Thursday, December 16, 2004

Caron & Gely on Affirmative Refraction: The Case for a Jurisprudence of Humility

Cover of Journal
My latest article has hit the newstands: Affirmative Refraction: Grutter v. Bollinger Through the Lens of The Case of the Speluncean Explorers, 21 Constitutional Commentary 63 (2004) (with Rafael Gely). Here is the abstract:

This Article looks at the Supreme Court's recent decision on the use of race in law school admissions through the lens of the famous hypothetical about human cannibalism constructed by Lon Fuller (62 Harv. L. Rev. 616 (1949)). The hypothetical has challenged law students and legal scholars for over half a century, and in recent years scholars have issued dozens of new "opinions" to take into account contemporary legal theories (including symposia in 112 Harv. L. Rev. 1834 (1999) and 61 Geo. Wash. L. Rev. 1731 (1993)). This Article is the first to take the opposite approach and view a real-life legal issue through the eyes of the fictional Justices in The Case of the Speluncean Explorers.
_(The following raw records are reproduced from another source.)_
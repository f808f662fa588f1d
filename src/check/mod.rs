//! 检测模块
//!
//! 提供检测的生命周期管理、探测策略接口、HTTP探测实现和类型注册表

pub mod base;
pub mod http;
pub mod probe;
pub mod registry;
pub mod transport;

// 重新导出主要类型
pub use base::Check;
pub use http::HttpUrlProbe;
pub use probe::Probe;
pub use registry::{CheckRegistry, ProbeFactory};
pub use transport::{ProbeRequest, ReqwestTransport, Transport};
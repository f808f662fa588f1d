//! 命令行参数定义
//!
//! 使用clap定义应用程序的命令行接口

use crate::config::HealthVitalsConfig;
use crate::logging::LogConfig;
use clap::{Parser, Subcommand, ValueEnum};
use std::path::PathBuf;

/// Health Vitals - 健康检测编排工具
#[derive(Parser, Debug, Clone)]
#[command(
    name = "health-vitals",
    version = crate::VERSION,
    about = crate::APP_DESCRIPTION,
    long_about = None
)]
pub struct Args {
    /// 配置文件路径
    #[arg(
        short,
        long,
        value_name = "FILE",
        help = "配置文件路径",
        env = "HEALTH_VITALS_CONFIG",
        global = true
    )]
    pub config: Option<PathBuf>,

    /// 日志级别，未指定时使用配置文件中的级别
    #[arg(
        short,
        long,
        value_enum,
        help = "日志级别",
        env = "HEALTH_VITALS_LOG_LEVEL",
        global = true
    )]
    pub log_level: Option<LogLevel>,

    /// 是否输出JSON格式日志
    #[arg(long, help = "输出JSON格式日志", global = true)]
    pub json_logs: bool,

    /// 日志文件路径，覆盖配置文件中的 `log_file`
    #[arg(long, value_name = "FILE", help = "日志文件路径", global = true)]
    pub log_file: Option<PathBuf>,

    /// 子命令
    #[command(subcommand)]
    pub command: Commands,
}

/// 日志级别枚举
#[derive(ValueEnum, Clone, Debug, PartialEq)]
pub enum LogLevel {
    /// 调试级别
    Debug,
    /// 信息级别
    Info,
    /// 警告级别
    Warn,
    /// 错误级别
    Error,
}

impl From<LogLevel> for log::LevelFilter {
    fn from(level: LogLevel) -> Self {
        match level {
            LogLevel::Debug => log::LevelFilter::Debug,
            LogLevel::Info => log::LevelFilter::Info,
            LogLevel::Warn => log::LevelFilter::Warn,
            LogLevel::Error => log::LevelFilter::Error,
        }
    }
}

/// 子命令定义
#[derive(Subcommand, Debug, Clone)]
pub enum Commands {
    /// 执行一次全部检测并输出汇总结果，不健康时退出码为 1
    Status {
        /// 输出格式
        #[arg(short, long, value_enum, default_value = "text", help = "输出格式")]
        format: OutputFormat,
    },

    /// 验证配置文件并构造全部检测（不执行）
    Validate,

    /// 启动全部检测并持续运行，Ctrl-C 停止
    Watch {
        /// 汇总报告输出间隔（秒）
        #[arg(
            short,
            long,
            value_name = "SECONDS",
            default_value = "30",
            help = "汇总报告输出间隔（秒）"
        )]
        report_interval: u64,
    },
}

/// 输出格式枚举
#[derive(ValueEnum, Clone, Debug, PartialEq)]
pub enum OutputFormat {
    /// 文本格式
    Text,
    /// JSON格式
    Json,
}

impl Args {
    /// 获取配置文件路径
    pub fn get_config_path(&self) -> PathBuf {
        self.config
            .clone()
            .unwrap_or_else(crate::config::get_default_config_path)
    }

    /// 合并配置文件与命令行的日志设置，命令行优先
    pub fn log_config(&self, config: &HealthVitalsConfig) -> LogConfig {
        let mut log_config = LogConfig::from_config(config);
        if let Some(level) = self.log_level.clone() {
            log_config.level = level.into();
        }
        if let Some(path) = &self.log_file {
            log_config.file_path = Some(path.clone());
        }
        log_config.json_format = self.json_logs;
        log_config
    }
}
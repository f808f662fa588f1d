//! Health Vitals 主程序入口
//!
//! 健康检测编排工具

use anyhow::{Context, Result};
use clap::Parser;
use health_vitals::cli::{Args, Command, Commands, StatusCommand, ValidateCommand, WatchCommand};
use health_vitals::config::{ConfigLoader, TomlConfigLoader};
use health_vitals::logging::LoggingSystem;
use std::time::Duration;
use tracing::{error, info};

#[tokio::main]
async fn main() -> Result<()> {
    let args = Args::parse();

    // 先加载配置，日志级别可能来自配置文件
    let config_path = args.get_config_path();
    let config = TomlConfigLoader::new(true)
        .load_from_file(&config_path)
        .await
        .with_context(|| format!("加载配置文件失败: {}", config_path.display()))?;

    let log_config = args.log_config(&config);
    let _logging_system = LoggingSystem::setup_logging(log_config).context("初始化日志系统失败")?;

    info!("Health Vitals v{} 启动", health_vitals::VERSION);

    let command: Box<dyn Command> = match &args.command {
        Commands::Status { format } => Box::new(StatusCommand {
            format: format.clone(),
        }),
        Commands::Validate => Box::new(ValidateCommand),
        Commands::Watch { report_interval } => Box::new(WatchCommand {
            report_interval: Duration::from_secs((*report_interval).max(1)),
        }),
    };

    match command.execute(config).await {
        Ok(true) => Ok(()),
        Ok(false) => std::process::exit(1),
        Err(e) => {
            error!("命令执行失败: {}", e);
            std::process::exit(2);
        }
    }
}
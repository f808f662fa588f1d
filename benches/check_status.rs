//! 检测状态基准测试
//!
//! 测试请求头合并、状态汇总和报告序列化的性能

use criterion::{criterion_group, criterion_main, Criterion};
use health_vitals::check::http::merge_headers;
use health_vitals::health::{aggregate, CheckStatus, HealthReport};
use serde_json::json;
use std::hint::black_box;

fn create_statuses(count: usize) -> Vec<CheckStatus> {
    (0..count)
        .map(|i| CheckStatus {
            name: format!("check-{i}"),
            ok: i % 7 != 0,
            severity: (i % 3) as u8 + 1,
            check_output: if i % 7 != 0 {
                "success".to_string()
            } else {
                "HTTP 503 Service Unavailable".to_string()
            },
            last_updated: Some(chrono::Utc::now()),
            panic_guide: None,
            business_impact: None,
            technical_summary: None,
        })
        .collect()
}

/// 请求头合并基准测试
fn header_merge_benchmark(c: &mut Criterion) {
    let user_headers = json!({
        "pragma": "custom",
        "authorization": "Bearer token",
        "x-request-source": "health-vitals",
    });

    c.bench_function("merge_headers", |b| {
        b.iter(|| black_box(merge_headers(Some(black_box(&user_headers)))))
    });
}

/// 汇总与序列化基准测试
fn aggregate_benchmark(c: &mut Criterion) {
    let statuses = create_statuses(100);

    c.bench_function("aggregate_100_checks", |b| {
        b.iter(|| black_box(aggregate(black_box(&statuses))))
    });

    c.bench_function("report_serialization_100_checks", |b| {
        b.iter(|| {
            let report = HealthReport::from_checks(statuses.clone());
            black_box(report.to_json().unwrap())
        })
    });
}

criterion_group!(benches, header_merge_benchmark, aggregate_benchmark);
criterion_main!(benches);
We argue that the various opinions in Grutter find their intellectual forebears in the opinions in The Case of the Speluncean Explorers. For all of the heat and light generated by Grutter, the opinions merely mark another way station in the centuries-old debate among competing jurisprudential philosophies of the role of law and government. By examining the Grutter opinions in the context of this rich jurisprudential tradition, we hope to elevate much of the current debate about the case, in which labels like "liberal" and "conservative" are hurled about like epithets, toward a more sophisticated understanding of how the various approaches of the Justices embody alternative views of the proper judicial function in our democratic system.

The Article introduces a novel jurisprudential approach to judicial decision-making -- what we refer to as a "jurisprudence of humility." Building on the recent work of ideologically diverse scholars, we argue that a jurisprudence of humility recognizes that judges and lawyers hold no monopoly on wisdom and that, in certain situations, institutions other than courts may be better positioned to resolve a particular issue. This jurisprudence of humility construct enables us to draw some rather surprising connections between The Case of the Speluncean Explorers and Grutter and span the gulf in the legal literature between statutory construction and constitutional interpretation.